Turrets and Tours in Kingston

IMG_20181220_100123198_LUCiDAfter incredible days in NYC, Montreal and Ottawa as part of my winter road trip, I set off for Kingston, Ontario. The sky was red and bright as I finally made my way out of Ottawa’s rush hour traffic, onto the wide-open road, and toward the town where I would be spending the night and the following day.

I was a bit breathless walking into my incredible B&B because I was supposed to check in by 7 p.m. and arrived about 15 minutes late. Thankfully the gracious hostess of the Secret Garden B&B was understanding, efficiently checked me in and collected my payment, and instructed me where to find my room and when to arrive for breakfast. Whew!

I had looked up multiple places to stay in Kingston and didn’t originally have my heart set on a B&B; however, this one caught my eye and quickly became the place I HAD to stay because it had a turret room!

A. TURRET. ROOM!

Yes, it cost more to stay in that room. Yes, it was a gigantic room with multiple beds that could accommodate several people and was completely impractical for a solo traveler for one night. Yes, I most definitely paid more to stay there all by myself solely because it had a turret!

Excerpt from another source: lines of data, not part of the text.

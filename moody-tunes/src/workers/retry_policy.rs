//! Retry policy for failed background tasks
//!
//! Exponential backoff with a cap. Only provider and client faults are
//! retried; a provider `Retry-After` longer than the computed delay wins.

use crate::config::RuntimeSettings;
use moody_common::Error;
use std::time::Duration;

#[derive(Debug, Clone, PartialEq)]
pub struct RetryPolicy {
    /// Retries after the first attempt before permanent failure
    pub max_retries: u32,
    pub initial_backoff_secs: u64,
    /// Cap for exponential growth
    pub max_backoff_secs: u64,
    pub backoff_multiplier: f64,
}

impl RetryPolicy {
    /// Playlist export: long initial delay so provider incidents can clear
    pub fn export(settings: &RuntimeSettings) -> Self {
        Self {
            max_retries: settings.export_max_retries,
            initial_backoff_secs: settings.export_retry_delay_secs,
            max_backoff_secs: settings.export_retry_delay_secs.saturating_mul(4),
            backoff_multiplier: 2.0,
        }
    }

    /// Total attempts allowed, first run included
    pub fn max_attempts(&self) -> u32 {
        self.max_retries + 1
    }

    /// Backoff after the `retry_count`-th failure (0-based)
    pub fn backoff_secs(&self, retry_count: u32) -> u64 {
        let exponent = i32::try_from(retry_count).unwrap_or(i32::MAX);
        let backoff = self.initial_backoff_secs as f64 * self.backoff_multiplier.powi(exponent);
        backoff.min(self.max_backoff_secs as f64) as u64
    }

    /// Delay before the next attempt, honouring a provider hint
    pub fn delay_for(&self, error: &Error, retry_count: u32) -> Duration {
        let computed = Duration::from_secs(self.backoff_secs(retry_count));
        match error.retry_after() {
            Some(hint) if hint > computed => hint,
            _ => computed,
        }
    }

    /// `attempts` counts runs already started, including the failed one
    pub fn should_retry(&self, error: &Error, attempts: u32) -> bool {
        error.is_retryable() && attempts < self.max_attempts()
    }
}

impl Default for RetryPolicy {
    fn default() -> Self {
        Self {
            max_retries: 3,
            initial_backoff_secs: 60,
            max_backoff_secs: 3600,
            backoff_multiplier: 2.0,
        }
    }
}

Before she turned in, I asked my hostess if it was safe for me to walk around town after dark. She looked at me like I was looney (why does everyone think this is such an odd question?!) and said yes, I could walk anywhere and be safe. So I bundled up and headed out!

While Princess Street was clear of snow and people, Springer Market Square in front of Kingston City Hall was alive with people of all ages enjoying the glistening ice skating rink! The area was decorated with greenery and Christmas trees, and the holiday spirit was in full force.

So was the wind! I walked around the areas for a while, taking pictures of the city name in lights, and finally popped into an Irish pub for a pint. After warming up and admiring the pictures I had been taking, I wandered back to the Secret Garden to call it a night.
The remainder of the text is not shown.